Friday, June 14, 2013

Dave Pack: COG Members In Splinter Groups Are "Intoxicated" Followers of "Activity Addiction"


Still on a roll trying to relive the glory days he goes on telling how COG members today are spiritually blinded to the truth because they have "activity addiction."


Though these things were not wrong of themselves, collectively they became a huge distraction that blinded scores of thousands of people from God’s true purpose at work in their lives. This happened because, with so much of their time stolen, people had stopped practicing the Christian basics—meaning they stopped living God’s Word, never mind all of it (Matt. 4:4; Luke 4:4). Intoxicated with activities, they went off to sleep. They simply had forgotten the sole purpose for why they were born—that God had put them on Earth to build His character and to be born into His very Family!

While most would have said that such an astonishing “memory loss” could not happen, it did!
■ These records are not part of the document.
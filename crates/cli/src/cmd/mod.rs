mod dump;

pub use dump::{DumpArgs, cmd_dump};
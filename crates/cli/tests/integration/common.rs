//! Shared test helpers for CLI integration tests.
//!
//! External tools are replaced by small shell scripts inside the test's
//! temporary directory and pointed at through the tool override variables.

#![cfg(unix)]

use std::fs;
use std::os::unix::fs::PermissionsExt;
use std::path::{Path, PathBuf};

use assert_cmd::Command;
use assert_cmd::cargo::cargo_bin_cmd;
use tempfile::TempDir;

/// Isolated test environment.
///
/// Each test gets its own temporary directory holding the fake tools, the
/// build outputs and the symbol store.
pub struct TestEnv {
  pub temp: TempDir,
}

impl TestEnv {
  pub fn new() -> Self {
    let env = Self {
      temp: TempDir::new().unwrap(),
    };
    env.script("file", "echo 'ELF 64-bit LSB shared object, x86-64'");
    env.script(
      "objcopy",
      "case \"$1\" in\n  --only-keep-debug) cp \"$2\" \"$3\" ;;\nesac",
    );
    env
  }

  pub fn path(&self) -> &Path {
    self.temp.path()
  }

  pub fn store(&self) -> PathBuf {
    self.path().join("store")
  }

  /// Write an executable shell script into the environment.
  pub fn script(&self, name: &str, body: &str) -> PathBuf {
    let path = self.path().join(name);
    fs::write(&path, format!("#!/bin/sh\n{}\n", body)).unwrap();
    fs::set_permissions(&path, fs::Permissions::from_mode(0o755)).unwrap();
    path
  }

  /// A dump_syms stand-in that prints `output` for every invocation.
  pub fn dumper(&self, output: &str) -> PathBuf {
    let out = self.path().join("dump_syms.out");
    fs::write(&out, output).unwrap();
    let log = self.path().join("dump_syms.log");
    self.script(
      "dump_syms",
      &format!("echo \"$@\" >> '{}'\ncat '{}'", log.display(), out.display()),
    )
  }

  /// Create a fake build output relative to the environment.
  pub fn write_file(&self, relative_path: &str, content: &[u8]) -> PathBuf {
    let path = self.path().join(relative_path);
    if let Some(parent) = path.parent() {
      fs::create_dir_all(parent).unwrap();
    }
    fs::write(&path, content).unwrap();
    path
  }

  /// A CVS checkout with a single file `repo/foo.c` at revision 1.4.
  pub fn cvs_checkout(&self) -> PathBuf {
    self.write_file("src/repo/CVS/Root", b":pserver:anonymous@example.com:/cvsroot\n");
    self.write_file("src/repo/CVS/Entries", b"/foo.c/1.4/Mon Jan  1 00:00:00 2007//\n");
    self.write_file("src/repo/foo.c", b"int foo(void) { return 0; }\n")
  }

  /// `symbolstore` with tool overrides pointing into the environment.
  pub fn cmd(&self) -> Command {
    let mut cmd = cargo_bin_cmd!("symbolstore");
    cmd
      .current_dir(self.path())
      .env("SYMSTORE_FILE", self.path().join("file"))
      .env("SYMSTORE_OBJCOPY", self.path().join("objcopy"))
      .env("SYMSTORE_SVN", self.path().join("svn"))
      .env_remove("RUST_LOG");
    cmd
  }

  pub fn read_store(&self, rel_path: &str) -> String {
    fs::read_to_string(self.store().join(rel_path)).unwrap()
  }
}
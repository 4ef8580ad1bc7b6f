//! Host platform strategies.
//!
//! Exactly one strategy is selected per run from the host OS. It decides
//! which files are worth dumping, how dump_syms is invoked, how FILE names
//! are normalized and how raw debug info is packaged next to the symbols.

pub mod linux;
pub mod macos;
pub mod os;
pub mod probe;
pub mod windows;

use std::io;
use std::path::{Path, PathBuf};
use std::process::Stdio;

use thiserror::Error;
use tokio::process::Command;

use crate::process::ToolError;
use crate::store::SymbolStoreEntry;
use crate::tools::Tools;

pub use linux::LinuxDumper;
pub use macos::MacDumper;
pub use os::Os;
pub use windows::WindowsDumper;

#[derive(Debug, Error)]
pub enum PlatformError {
  #[error("unsupported platform: {0}")]
  Unsupported(String),
}

/// Errors while packaging raw debug info into the store.
#[derive(Debug, Error)]
pub enum CopyError {
  #[error(transparent)]
  Tool(#[from] ToolError),

  #[error("failed to copy {from} to {to}: {source}")]
  Copy {
    from: PathBuf,
    to: PathBuf,
    #[source]
    source: io::Error,
  },

  #[error("failed to compress {from} into {to}: {source}")]
  Compress {
    from: PathBuf,
    to: PathBuf,
    #[source]
    source: io::Error,
  },
}

#[derive(Debug)]
pub enum Platform {
  Windows(WindowsDumper),
  Linux(LinuxDumper),
  MacOs(MacDumper),
}

impl Platform {
  pub fn for_os(os: Os, tools: &Tools) -> Self {
    match os {
      Os::Windows => Self::Windows(WindowsDumper::default()),
      Os::Linux => Self::Linux(LinuxDumper::new(tools.file.clone(), tools.objcopy.clone())),
      Os::MacOs => Self::MacOs(MacDumper::new(tools.file.clone())),
    }
  }

  /// Select the strategy for the host OS.
  pub fn current(tools: &Tools) -> Result<Self, PlatformError> {
    let os = Os::current().ok_or_else(|| PlatformError::Unsupported(std::env::consts::OS.to_string()))?;
    Ok(Self::for_os(os, tools))
  }

  pub fn os(&self) -> Os {
    match self {
      Self::Windows(_) => Os::Windows,
      Self::Linux(_) => Os::Linux,
      Self::MacOs(_) => Os::MacOs,
    }
  }

  /// Whether a file found while walking a directory should be dumped.
  pub async fn should_process(&self, path: &Path) -> bool {
    match self {
      Self::Windows(dumper) => dumper.should_process(path),
      Self::Linux(dumper) => dumper.should_process(path).await,
      Self::MacOs(dumper) => dumper.should_process(path).await,
    }
  }

  /// `dump_syms [-a <arch>] <file>` with stdout captured for streaming.
  pub fn dumper_command(&self, dump_syms: &Path, arch: Option<&str>, file: &Path) -> Command {
    let mut command = Command::new(dump_syms);
    if let Some(arch) = arch {
      command.arg("-a").arg(arch);
    }
    command
      .arg(file)
      .stdin(Stdio::null())
      .stdout(Stdio::piped())
      .stderr(Stdio::inherit());
    command
  }

  pub fn fix_filename_case(&mut self, file: &str) -> String {
    match self {
      Self::Windows(dumper) => dumper.fix_filename_case(file),
      Self::Linux(_) | Self::MacOs(_) => file.to_string(),
    }
  }

  /// Package the raw debug info of `file` into the store slot of `entry`.
  ///
  /// Returns the store-relative path of the artifact, if one was produced.
  pub async fn copy_debug(
    &self,
    file: &Path,
    entry: &SymbolStoreEntry,
    store_root: &Path,
  ) -> Result<Option<String>, CopyError> {
    match self {
      Self::Windows(dumper) => dumper.copy_debug(file, entry, store_root).await.map(Some),
      Self::Linux(dumper) => dumper.copy_debug(file, entry, store_root).await.map(Some),
      Self::MacOs(_) => Ok(None),
    }
  }

  /// Source-server indexing only exists for PDB files.
  pub fn supports_source_index(&self) -> bool {
    matches!(self, Self::Windows(_))
  }
}

pub(crate) fn has_suffix(path: &Path, suffix: &str) -> bool {
  path.to_string_lossy().ends_with(suffix)
}

#[cfg(unix)]
pub(crate) fn is_executable(path: &Path) -> bool {
  rustix::fs::access(path, rustix::fs::Access::EXEC_OK).is_ok()
}

#[cfg(not(unix))]
pub(crate) fn is_executable(_path: &Path) -> bool {
  false
}
//! Locations of the external tools a run shells out to.
//!
//! Every tool except `pdbstr` has a default program name looked up on `PATH`
//! and can be overridden through an environment variable:
//!
//! | Tool      | Default   | Override           |
//! |-----------|-----------|--------------------|
//! | `file`    | `file`    | `SYMSTORE_FILE`    |
//! | `svn`     | `svn`     | `SYMSTORE_SVN`     |
//! | `objcopy` | `objcopy` | `SYMSTORE_OBJCOPY` |
//! | `pdbstr`  | -         | `PDBSTR_PATH`      |

use std::path::PathBuf;

use thiserror::Error;

use crate::consts::PDBSTR_PATH_VAR;

#[derive(Debug, Error)]
pub enum ToolsError {
  #[error("Invalid path to pdbstr.exe - please set/check {PDBSTR_PATH_VAR}")]
  PdbstrNotSet,

  #[error("Invalid path to pdbstr.exe ({0}) - please set/check {PDBSTR_PATH_VAR}")]
  PdbstrMissing(PathBuf),
}

#[derive(Debug, Clone, PartialEq, Eq)]
pub struct Tools {
  pub file: PathBuf,
  pub svn: PathBuf,
  pub objcopy: PathBuf,
}

impl Tools {
  pub fn current() -> Self {
    Self {
      file: env_or("SYMSTORE_FILE", "file"),
      svn: env_or("SYMSTORE_SVN", "svn"),
      objcopy: env_or("SYMSTORE_OBJCOPY", "objcopy"),
    }
  }
}

impl Default for Tools {
  fn default() -> Self {
    Self {
      file: PathBuf::from("file"),
      svn: PathBuf::from("svn"),
      objcopy: PathBuf::from("objcopy"),
    }
  }
}

fn env_or(var: &str, default: &str) -> PathBuf {
  match std::env::var_os(var) {
    Some(value) if !value.is_empty() => PathBuf::from(value),
    _ => PathBuf::from(default),
  }
}

/// Resolve `pdbstr` from `PDBSTR_PATH`.
///
/// Source indexing cannot start without it, so this is checked before any
/// file is processed.
pub fn resolve_pdbstr() -> Result<PathBuf, ToolsError> {
  let path = std::env::var_os(PDBSTR_PATH_VAR)
    .filter(|v| !v.is_empty())
    .map(PathBuf::from)
    .ok_or(ToolsError::PdbstrNotSet)?;

  if !path.exists() {
    return Err(ToolsError::PdbstrMissing(path));
  }

  Ok(path)
}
After the apostasy, like so many addicts, most brethren went to, and today continue with, organizations that could best feed their activity addiction—that could best continue the familiar feeling they enjoyed of still being “churched” as they once were. Obviously, the big splinters have been able to continue many of these things in a way the others can no longer experience. This is one of the biggest reasons that many will remain so reluctant to leave their big place to fellowship. No one wants to leave friends, family and the “good times” of fun, fellowship and an endless cornucopia of activities behind.
Its funny to watch Davey ridicule others for the "activity addiction" when he FORCED members to attend all kinds of church functions and meetings.  When he did not they got called on the carpet and treated like pond scum.

1 comment:

Anonymous said...

In all of my COG years, I never had an "activity addiction".

When an activity like a simple Church Picnic is canceled at the last minute, merely due to a [PCG] minister not being able to attend (for whatever ungiven reason), then you know it's not about being in a real family.